Write out all the entries below without any change.
══════════
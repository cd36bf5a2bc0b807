use chrono::{DateTime, Utc};
use sqlx::{FromRow, QueryBuilder, Sqlite, SqlitePool, types::Json};

use crate::error::{Result, StorageError};
use crate::models::{AnalysisRecord, new_short_id};

/// Only the newest records are kept.
pub const HISTORY_CAPACITY: i64 = 100;

#[derive(FromRow)]
struct AnalysisRow {
    record_id: String,
    video_id: String,
    video_title: String,
    video_url: String,
    video_duration: Option<f64>,
    thumbnail_url: String,
    player_focus: Option<String>,
    player2_focus: Option<String>,
    analysis_result: Json<serde_json::Value>,
    created_at: DateTime<Utc>,
}

impl From<AnalysisRow> for AnalysisRecord {
    fn from(row: AnalysisRow) -> Self {
        Self {
            record_id: row.record_id,
            video_id: row.video_id,
            video_title: row.video_title,
            video_url: row.video_url,
            video_duration: row.video_duration,
            thumbnail_url: row.thumbnail_url,
            player_focus: row.player_focus,
            player2_focus: row.player2_focus,
            analysis_result: row.analysis_result.0,
            created_at: row.created_at,
        }
    }
}

/// Fields needed to store a new analysis.
pub struct NewAnalysis<'r> {
    pub video_id: &'r str,
    pub video_title: &'r str,
    pub video_url: &'r str,
    pub video_duration: Option<f64>,
    pub player_focus: Option<&'r str>,
    pub player2_focus: Option<&'r str>,
    pub analysis_result: &'r serde_json::Value,
}

pub struct AnalysisRepository<'a> {
    pool: &'a SqlitePool,
}

impl<'a> AnalysisRepository<'a> {
    pub fn new(pool: &'a SqlitePool) -> Self {
        Self { pool }
    }

    /// Store an analysis and return its record id. A video that was already
    /// analysed keeps its existing record.
    pub async fn save(&self, new: NewAnalysis<'_>) -> Result<String> {
        if let Some(existing) = self.find_id_by_video(new.video_id).await? {
            return Ok(existing);
        }

        let record_id = new_short_id();

        sqlx::query(
            r#"
            INSERT INTO analysis_records (
                record_id, video_id, video_title, video_url, video_duration,
                thumbnail_url, player_focus, player2_focus, analysis_result, created_at
            )
            VALUES (?, ?, ?, ?, ?, ?, ?, ?, ?, ?)
            "#,
        )
        .bind(&record_id)
        .bind(new.video_id)
        .bind(new.video_title)
        .bind(new.video_url)
        .bind(new.video_duration)
        .bind(AnalysisRecord::thumbnail_for(new.video_id))
        .bind(new.player_focus)
        .bind(new.player2_focus)
        .bind(Json(new.analysis_result))
        .bind(Utc::now())
        .execute(self.pool)
        .await?;

        self.prune().await?;

        Ok(record_id)
    }

    async fn find_id_by_video(&self, video_id: &str) -> Result<Option<String>> {
        let id = sqlx::query_scalar::<_, String>(
            "SELECT record_id FROM analysis_records WHERE video_id = ?",
        )
        .bind(video_id)
        .fetch_optional(self.pool)
        .await?;

        Ok(id)
    }

    async fn prune(&self) -> Result<()> {
        sqlx::query(
            r#"
            DELETE FROM analysis_records
            WHERE record_id NOT IN (
                SELECT record_id FROM analysis_records
                ORDER BY created_at DESC, rowid DESC
                LIMIT ?
            )
            "#,
        )
        .bind(HISTORY_CAPACITY)
        .execute(self.pool)
        .await?;

        Ok(())
    }

    /// Newest first. `search` matches the title and both player focus fields,
    /// `player` only the player focus fields.
    pub async fn list(
        &self,
        limit: u32,
        search: Option<&str>,
        player: Option<&str>,
    ) -> Result<Vec<AnalysisRecord>> {
        let mut query: QueryBuilder<Sqlite> =
            QueryBuilder::new("SELECT * FROM analysis_records WHERE 1=1");

        if let Some(search) = search.filter(|s| !s.trim().is_empty()) {
            let pattern = format!("%{}%", search.trim().to_lowercase());
            query.push(" AND (LOWER(video_title) LIKE ");
            query.push_bind(pattern.clone());
            query.push(" OR LOWER(COALESCE(player_focus, '')) LIKE ");
            query.push_bind(pattern.clone());
            query.push(" OR LOWER(COALESCE(player2_focus, '')) LIKE ");
            query.push_bind(pattern);
            query.push(")");
        }

        if let Some(player) = player.filter(|s| !s.trim().is_empty()) {
            let pattern = format!("%{}%", player.trim().to_lowercase());
            query.push(" AND (LOWER(COALESCE(player_focus, '')) LIKE ");
            query.push_bind(pattern.clone());
            query.push(" OR LOWER(COALESCE(player2_focus, '')) LIKE ");
            query.push_bind(pattern);
            query.push(")");
        }

        query.push(" ORDER BY created_at DESC, rowid DESC LIMIT ");
        query.push_bind(limit as i64);

        let rows: Vec<AnalysisRow> = query.build_query_as().fetch_all(self.pool).await?;

        Ok(rows.into_iter().map(AnalysisRecord::from).collect())
    }

    pub async fn find(&self, record_id: &str) -> Result<AnalysisRecord> {
        let row = sqlx::query_as::<_, AnalysisRow>(
            "SELECT * FROM analysis_records WHERE record_id = ?",
        )
        .bind(record_id)
        .fetch_optional(self.pool)
        .await?
        .ok_or(StorageError::NotFound)?;

        Ok(row.into())
    }

    pub async fn delete(&self, record_id: &str) -> Result<()> {
        let result = sqlx::query("DELETE FROM analysis_records WHERE record_id = ?")
            .bind(record_id)
            .execute(self.pool)
            .await?;

        if result.rows_affected() == 0 {
            return Err(StorageError::NotFound);
        }

        Ok(())
    }
}

#[cfg(test)]
mod tests {
    use super::*;
    use crate::test_db;
    use serde_json::json;

    fn new_analysis<'r>(video_id: &'r str, title: &'r str, result: &'r serde_json::Value) -> NewAnalysis<'r> {
        NewAnalysis {
            video_id,
            video_title: title,
            video_url: "https://www.youtube.com/watch?v=x",
            video_duration: Some(120.0),
            player_focus: Some("Ma Long"),
            player2_focus: None,
            analysis_result: result,
        }
    }

    #[tokio::test]
    async fn test_save_dedupes_by_video() {
        let db = test_db().await;
        let repo = AnalysisRepository::new(db.pool());
        let result = json!({"summary": "ok"});

        let first = repo.save(new_analysis("vid1", "A vs B", &result)).await.unwrap();
        let second = repo.save(new_analysis("vid1", "A vs B again", &result)).await.unwrap();
        assert_eq!(first, second);
        assert_eq!(repo.list(50, None, None).await.unwrap().len(), 1);

        let record = repo.find(&first).await.unwrap();
        assert_eq!(
            record.thumbnail_url,
            "https://img.youtube.com/vi/vid1/maxresdefault.jpg"
        );
        assert_eq!(record.analysis_result["summary"], "ok");
    }

    #[tokio::test]
    async fn test_search_and_delete() {
        let db = test_db().await;
        let repo = AnalysisRepository::new(db.pool());
        let result = json!({});

        let id = repo.save(new_analysis("v1", "WTT Finals Highlights", &result)).await.unwrap();
        repo.save(new_analysis("v2", "Training session", &result)).await.unwrap();

        let found = repo.list(50, Some("finals"), None).await.unwrap();
        assert_eq!(found.len(), 1);
        assert_eq!(found[0].record_id, id);

        let by_player = repo.list(50, None, Some("ma long")).await.unwrap();
        assert_eq!(by_player.len(), 2);

        repo.delete(&id).await.unwrap();
        assert!(matches!(repo.find(&id).await, Err(StorageError::NotFound)));
    }
}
══════════
• **Written response**
repository cd36bf5a2bc0b807
use chrono::{DateTime, Utc};
use sqlx::{FromRow, QueryBuilder, Sqlite, SqlitePool, types::Json};

use crate::error::{Result, StorageError};
use crate::models::{AnalysisRecord, new_short_id};

/// Only the newest records are kept.
pub const HISTORY_CAPACITY: i64 = 100;

#[derive(FromRow)]
struct AnalysisRow {
    record_id: String,
    video_id: String,
    video_title: String,
    video_url: String,
    video_duration: Option<f64>,
    thumbnail_url: String,
    player_focus: Option<String>,
    player2_focus: Option<String>,
    analysis_result: Json<serde_json::Value>,
    created_at: DateTime<Utc>,
}

impl From<AnalysisRow> for AnalysisRecord {
    fn from(row: AnalysisRow) -> Self {
        Self {
            record_id: row.record_id,
            video_id: row.video_id,
            video_title: row.video_title,
            video_url: row.video_url,
            video_duration: row.video_duration,
            thumbnail_url: row.thumbnail_url,
            player_focus: row.player_focus,
            player2_focus: row.player2_focus,
            analysis_result: row.analysis_result.0,
            created_at: row.created_at,
        }
    }
}

/// Fields needed to store a new analysis.
pub struct NewAnalysis<'r> {
    pub video_id: &'r str,
    pub video_title: &'r str,
    pub video_url: &'r str,
    pub video_duration: Option<f64>,
    pub player_focus: Option<&'r str>,
    pub player2_focus: Option<&'r str>,
    pub analysis_result: &'r serde_json::Value,
}

pub struct AnalysisRepository<'a> {
    pool: &'a SqlitePool,
}

impl<'a> AnalysisRepository<'a> {
    pub fn new(pool: &'a SqlitePool) -> Self {
        Self { pool }
    }

    /// Store an analysis and return its record id. A video that was already
    /// analysed keeps its existing record.
    pub async fn save(&self, new: NewAnalysis<'_>) -> Result<String> {
        if let Some(existing) = self.find_id_by_video(new.video_id).await? {
            return Ok(existing);
        }

        let record_id = new_short_id();

        sqlx::query(
            r#"
            INSERT INTO analysis_records (
                record_id, video_id, video_title, video_url, video_duration,
                thumbnail_url, player_focus, player2_focus, analysis_result, created_at
            )
            VALUES (?, ?, ?, ?, ?, ?, ?, ?, ?, ?)
            "#,
        )
        .bind(&record_id)
        .bind(new.video_id)
        .bind(new.video_title)
        .bind(new.video_url)
        .bind(new.video_duration)
        .bind(AnalysisRecord::thumbnail_for(new.video_id))
        .bind(new.player_focus)
        .bind(new.player2_focus)
        .bind(Json(new.analysis_result))
        .bind(Utc::now())
        .execute(self.pool)
        .await?;

        self.prune().await?;

        Ok(record_id)
    }

    async fn find_id_by_video(&self, video_id: &str) -> Result<Option<String>> {
        let id = sqlx::query_scalar::<_, String>(
            "SELECT record_id FROM analysis_records WHERE video_id = ?",
        )
        .bind(video_id)
        .fetch_optional(self.pool)
        .await?;

        Ok(id)
    }

    async fn prune(&self) -> Result<()> {
        sqlx::query(
            r#"
            DELETE FROM analysis_records
            WHERE record_id NOT IN (
                SELECT record_id FROM analysis_records
                ORDER BY created_at DESC, rowid DESC
                LIMIT ?
            )
            "#,
        )
        .bind(HISTORY_CAPACITY)
        .execute(self.pool)
        .await?;

        Ok(())
    }

    /// Newest first. `search` matches the title and both player focus fields,
    /// `player` only the player focus fields.
    pub async fn list(
        &self,
        limit: u32,
        search: Option<&str>,
        player: Option<&str>,
    ) -> Result<Vec<AnalysisRecord>> {
        let mut query: QueryBuilder<Sqlite> =
            QueryBuilder::new("SELECT * FROM analysis_records WHERE 1=1");

        if let Some(search) = search.filter(|s| !s.trim().is_empty()) {
            let pattern = format!("%{}%", search.trim().to_lowercase());
            query.push(" AND (LOWER(video_title) LIKE ");
            query.push_bind(pattern.clone());
            query.push(" OR LOWER(COALESCE(player_focus, '')) LIKE ");
            query.push_bind(pattern.clone());
            query.push(" OR LOWER(COALESCE(player2_focus, '')) LIKE ");
            query.push_bind(pattern);
            query.push(")");
        }

        if let Some(player) = player.filter(|s| !s.trim().is_empty()) {
            let pattern = format!("%{}%", player.trim().to_lowercase());
            query.push(" AND (LOWER(COALESCE(player_focus, '')) LIKE ");
            query.push_bind(pattern.clone());
            query.push(" OR LOWER(COALESCE(player2_focus, '')) LIKE ");
            query.push_bind(pattern);
            query.push(")");
        }

        query.push(" ORDER BY created_at DESC, rowid DESC LIMIT ");
        query.push_bind(limit as i64);

        let rows: Vec<AnalysisRow> = query.build_query_as().fetch_all(self.pool).await?;

        Ok(rows.into_iter().map(AnalysisRecord::from).collect())
    }

    pub async fn find(&self, record_id: &str) -> Result<AnalysisRecord> {
        let row = sqlx::query_as::<_, AnalysisRow>(
            "SELECT * FROM analysis_records WHERE record_id = ?",
        )
        .bind(record_id)
        .fetch_optional(self.pool)
        .await?
        .ok_or(StorageError::NotFound)?;

        Ok(row.into())
    }

    pub async fn delete(&self, record_id: &str) -> Result<()> {
        let result = sqlx::query("DELETE FROM analysis_records WHERE record_id = ?")
            .bind(record_id)
            .execute(self.pool)
            .await?;

        if result.rows_affected() == 0 {
            return Err(StorageError::NotFound);
        }

        Ok(())
    }
}

#[cfg(test)]
mod tests {
    use super::*;
    use crate::test_db;
    use serde_json::json;

    fn new_analysis<'r>(video_id: &'r str, title: &'r str, result: &'r serde_json::Value) -> NewAnalysis<'r> {
        NewAnalysis {
            video_id,
            video_title: title,
            video_url: "https://www.youtube.com/watch?v=x",
            video_duration: Some(120.0),
            player_focus: Some("Ma Long"),
            player2_focus: None,
            analysis_result: result,
        }
    }

    #[tokio::test]
    async fn test_save_dedupes_by_video() {
        let db = test_db().await;
        let repo = AnalysisRepository::new(db.pool());
        let result = json!({"summary": "ok"});

        let first = repo.save(new_analysis("vid1", "A vs B", &result)).await.unwrap();
        let second = repo.save(new_analysis("vid1", "A vs B again", &result)).await.unwrap();
        assert_eq!(first, second);
        assert_eq!(repo.list(50, None, None).await.unwrap().len(), 1);

        let record = repo.find(&first).await.unwrap();
        assert_eq!(
            record.thumbnail_url,
            "https://img.youtube.com/vi/vid1/maxresdefault.jpg"
        );
        assert_eq!(record.analysis_result["summary"], "ok");
    }

    #[tokio::test]
    async fn test_search_and_delete() {
        let db = test_db().await;
        let repo = AnalysisRepository::new(db.pool());
        let result = json!({});

        let id = repo.save(new_analysis("v1", "WTT Finals Highlights", &result)).await.unwrap();
        repo.save(new_analysis("v2", "Training session", &result)).await.unwrap();

        let found = repo.list(50, Some("finals"), None).await.unwrap();
        assert_eq!(found.len(), 1);
        assert_eq!(found[0].record_id, id);

        let by_player = repo.list(50, None, Some("ma long")).await.unwrap();
        assert_eq!(by_player.len(), 2);

        repo.delete(&id).await.unwrap();
        assert!(matches!(repo.find(&id).await, Err(StorageError::NotFound)));
    }
}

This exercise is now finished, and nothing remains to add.